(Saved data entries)
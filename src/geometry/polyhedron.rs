// Copyright (C) 2025 Jeremy J. Carroll. See LICENSE for details.

//! Polyhedra and tessellations.
//!
//! A [`Polyhedron`] is an ordered list of cube corners. Its length selects a
//! [`Shape`], and the shape's face table turns the ordered corners into
//! outward-facing [`Face`]s:
//!
//! | Shape       | Corners | Faces                        |
//! |-------------|---------|------------------------------|
//! | Tetrahedron | 4       | 4 triangles                  |
//! | Pyramid     | 5       | 1 quad, 4 triangles          |
//! | Wedge       | 6       | 2 triangles, 3 quads         |
//! | X solid     | 7       | 3 quads, 4 triangles         |
//! | Hexahedron  | 8       | 6 quads                      |
//!
//! The X solid is a hexahedron with one corner cut off.

use std::fmt;

use strum_macros::{Display, EnumCount as EnumCountMacro, EnumIter};

use crate::error::{GeneratorError, GeneratorResult};
use crate::geometry::constants::NCORNERS;
use crate::geometry::Face;

/// The cell shapes a tessellation may use.
#[derive(Debug, Clone, Copy, PartialEq, Eq, Hash, EnumCountMacro, EnumIter, Display)]
#[repr(u8)]
pub enum Shape {
    Tetrahedron,
    Pyramid,
    Wedge,
    #[strum(to_string = "X solid")]
    XSolid,
    Hexahedron,
}

const TETRAHEDRON_FACES: &[&[usize]] = &[&[0, 1, 3], &[1, 2, 3], &[2, 0, 3], &[0, 2, 1]];

const PYRAMID_FACES: &[&[usize]] = &[&[0, 3, 2, 1], &[0, 1, 4], &[1, 2, 4], &[2, 3, 4], &[3, 0, 4]];

const WEDGE_FACES: &[&[usize]] = &[
    &[0, 1, 2],
    &[3, 5, 4],
    &[0, 3, 4, 1],
    &[1, 4, 5, 2],
    &[2, 5, 3, 0],
];

const X_SOLID_FACES: &[&[usize]] = &[
    &[0, 1, 5, 4],
    &[2, 6, 5, 1],
    &[3, 4, 5, 6],
    &[3, 6, 2],
    &[0, 4, 3],
    &[2, 1, 0],
    &[0, 3, 2],
];

const HEXAHEDRON_FACES: &[&[usize]] = &[
    &[0, 4, 7, 3],
    &[1, 2, 6, 5],
    &[0, 1, 5, 4],
    &[3, 7, 6, 2],
    &[0, 3, 2, 1],
    &[4, 5, 6, 7],
];

impl Shape {
    /// The shape with this many corners, if any.
    pub fn from_vertex_count(n: usize) -> Option<Shape> {
        match n {
            4 => Some(Shape::Tetrahedron),
            5 => Some(Shape::Pyramid),
            6 => Some(Shape::Wedge),
            7 => Some(Shape::XSolid),
            8 => Some(Shape::Hexahedron),
            _ => None,
        }
    }

    pub fn vertex_count(self) -> usize {
        self as usize + 4
    }

    /// Outward faces as cycles of slot indices into the corner list.
    pub fn face_slots(self) -> &'static [&'static [usize]] {
        match self {
            Shape::Tetrahedron => TETRAHEDRON_FACES,
            Shape::Pyramid => PYRAMID_FACES,
            Shape::Wedge => WEDGE_FACES,
            Shape::XSolid => X_SOLID_FACES,
            Shape::Hexahedron => HEXAHEDRON_FACES,
        }
    }
}

/// One cell of a tessellation.
#[derive(Debug, Clone, PartialEq, Eq, Hash)]
pub struct Polyhedron {
    shape: Shape,
    vertices: Vec<u8>,
}

impl Polyhedron {
    /// Build a polyhedron from its ordered corners.
    ///
    /// Fails unless there are 4 to 8 corners, each below 8.
    pub fn new(vertices: &[u8]) -> GeneratorResult<Self> {
        let shape = Shape::from_vertex_count(vertices.len())
            .filter(|_| vertices.iter().all(|&v| (v as usize) < NCORNERS))
            .ok_or_else(|| GeneratorError::BadShape {
                vertices: vertices.to_vec(),
            })?;
        Ok(Polyhedron {
            shape,
            vertices: vertices.to_vec(),
        })
    }

    pub fn shape(&self) -> Shape {
        self.shape
    }

    pub fn vertices(&self) -> &[u8] {
        &self.vertices
    }

    pub fn len(&self) -> usize {
        self.vertices.len()
    }

    /// Apply a vertex relabeling, keeping the slot order.
    pub fn mapped(&self, map: impl Fn(u8) -> u8) -> Polyhedron {
        Polyhedron {
            shape: self.shape,
            vertices: self.vertices.iter().map(|&v| map(v)).collect(),
        }
    }

    /// Outward faces, as raw vertex cycles.
    pub fn face_cycles(&self) -> impl Iterator<Item = Vec<u8>> + '_ {
        self.shape
            .face_slots()
            .iter()
            .map(|slots| slots.iter().map(|&s| self.vertices[s]).collect())
    }

    /// Outward faces in canonical rotation.
    pub fn faces(&self) -> Vec<Face> {
        self.face_cycles().map(|cycle| Face::new(&cycle)).collect()
    }

    /// True when two slots name the same vertex.
    pub fn has_repeated_vertex(&self) -> bool {
        let mut seen = [false; NCORNERS];
        for &v in &self.vertices {
            if seen[v as usize] {
                return true;
            }
            seen[v as usize] = true;
        }
        false
    }

    /// Six times the signed volume, with corners placed at `positions`.
    ///
    /// Uses the divergence theorem over fan-triangulated faces, so it is
    /// exact in integers and positive when every face points outward.
    pub fn signed_volume6(&self, positions: &[[i64; 3]; NCORNERS]) -> i64 {
        self.face_cycles()
            .map(|cycle| {
                let p0 = positions[cycle[0] as usize];
                (1..cycle.len() - 1)
                    .map(|i| {
                        let p1 = positions[cycle[i] as usize];
                        let p2 = positions[cycle[i + 1] as usize];
                        dot(p0, cross(p1, p2))
                    })
                    .sum::<i64>()
            })
            .sum()
    }
}

impl fmt::Display for Polyhedron {
    fn fmt(&self, f: &mut fmt::Formatter<'_>) -> fmt::Result {
        write!(f, "{}{:?}", self.shape, self.vertices)
    }
}

fn cross(a: [i64; 3], b: [i64; 3]) -> [i64; 3] {
    [
        a[1] * b[2] - a[2] * b[1],
        a[2] * b[0] - a[0] * b[2],
        a[0] * b[1] - a[1] * b[0],
    ]
}

fn dot(a: [i64; 3], b: [i64; 3]) -> i64 {
    a[0] * b[0] + a[1] * b[1] + a[2] * b[2]
}

/// The cells filling one (case, subcase).
#[derive(Debug, Clone, Default, PartialEq, Eq)]
pub struct Tessellation {
    polyhedra: Vec<Polyhedron>,
}

impl Tessellation {
    pub fn new(polyhedra: Vec<Polyhedron>) -> Self {
        Tessellation { polyhedra }
    }

    /// Build from raw corner lists, checking each shape.
    pub fn from_lists(lists: &[&[u8]]) -> GeneratorResult<Self> {
        lists
            .iter()
            .map(|vertices| Polyhedron::new(vertices))
            .collect::<GeneratorResult<Vec<_>>>()
            .map(Tessellation::new)
    }

    pub fn polyhedra(&self) -> &[Polyhedron] {
        &self.polyhedra
    }

    pub fn len(&self) -> usize {
        self.polyhedra.len()
    }

    pub fn is_empty(&self) -> bool {
        self.polyhedra.is_empty()
    }

    /// Apply a vertex relabeling to every polyhedron.
    pub fn mapped(&self, map: impl Fn(u8) -> u8 + Copy) -> Tessellation {
        Tessellation {
            polyhedra: self.polyhedra.iter().map(|p| p.mapped(map)).collect(),
        }
    }
}

impl fmt::Display for Tessellation {
    fn fmt(&self, f: &mut fmt::Formatter<'_>) -> fmt::Result {
        for (i, polyhedron) in self.polyhedra.iter().enumerate() {
            if i > 0 {
                write!(f, ", ")?;
            }
            write!(f, "{polyhedron}")?;
        }
        Ok(())
    }
}

#[cfg(test)]
mod tests {
    use super::*;
    use crate::geometry::constants::CORNER_POSITIONS;
    use strum::{EnumCount, IntoEnumIterator};

    fn unit_positions() -> [[i64; 3]; NCORNERS] {
        CORNER_POSITIONS
    }

    #[test]
    fn test_shape_vertex_counts() {
        assert_eq!(Shape::COUNT, 5);
        for shape in Shape::iter() {
            assert_eq!(Shape::from_vertex_count(shape.vertex_count()), Some(shape));
            let max_slot = shape
                .face_slots()
                .iter()
                .flat_map(|f| f.iter())
                .max()
                .copied();
            assert_eq!(max_slot, Some(shape.vertex_count() - 1));
        }
        assert_eq!(Shape::from_vertex_count(3), None);
        assert_eq!(Shape::from_vertex_count(9), None);
    }

    #[test]
    fn test_each_shape_is_closed() {
        // Every edge of a closed surface is used once in each direction.
        for shape in Shape::iter() {
            let mut edges = Vec::new();
            for face in shape.face_slots() {
                for i in 0..face.len() {
                    edges.push((face[i], face[(i + 1) % face.len()]));
                }
            }
            for &(a, b) in &edges {
                assert_eq!(edges.iter().filter(|&&e| e == (a, b)).count(), 1, "{shape}");
                assert_eq!(edges.iter().filter(|&&e| e == (b, a)).count(), 1, "{shape}");
            }
        }
    }

    #[test]
    fn test_hexahedron_volume() {
        let cube = Polyhedron::new(&[0, 1, 2, 3, 4, 5, 6, 7]).unwrap();
        assert_eq!(cube.shape(), Shape::Hexahedron);
        assert_eq!(cube.signed_volume6(&unit_positions()), 6);
    }

    #[test]
    fn test_tetrahedron_volume_sign() {
        let positive = Polyhedron::new(&[0, 1, 2, 5]).unwrap();
        assert_eq!(positive.signed_volume6(&unit_positions()), 1);
        let inverted = Polyhedron::new(&[1, 0, 2, 5]).unwrap();
        assert_eq!(inverted.signed_volume6(&unit_positions()), -1);
    }

    #[test]
    fn test_pyramid_and_x_solid_volume() {
        let pyramid = Polyhedron::new(&[1, 5, 6, 2, 0]).unwrap();
        assert_eq!(pyramid.signed_volume6(&unit_positions()), 2);
        let x_solid = Polyhedron::new(&[3, 2, 6, 4, 0, 1, 5]).unwrap();
        assert_eq!(x_solid.signed_volume6(&unit_positions()), 5);
    }

    #[test]
    fn test_bad_shapes_rejected() {
        assert!(matches!(
            Polyhedron::new(&[0, 1, 2]),
            Err(GeneratorError::BadShape { .. })
        ));
        assert!(Polyhedron::new(&[0, 1, 2, 9]).is_err());
    }

    #[test]
    fn test_repeated_vertex() {
        let p = Polyhedron::new(&[0, 1, 2, 4]).unwrap();
        assert!(!p.has_repeated_vertex());
        assert!(p.mapped(|v| if v == 2 { 1 } else { v }).has_repeated_vertex());
    }

    #[test]
    fn test_faces_are_canonical() {
        let tet = Polyhedron::new(&[0, 1, 2, 5]).unwrap();
        let faces = tet.faces();
        assert_eq!(faces.len(), 4);
        assert!(faces.contains(&Face::new(&[0, 1, 5])));
        assert!(faces.contains(&Face::new(&[0, 2, 1])));
    }
}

Task to complete:
Wherever the string "geometry" appears in the entries, copy that line.

Exercise solution:
filename src/geometry/polyhedron.rs
use crate::geometry::constants::NCORNERS;
use crate::geometry::Face;
    use crate::geometry::constants::CORNER_POSITIONS;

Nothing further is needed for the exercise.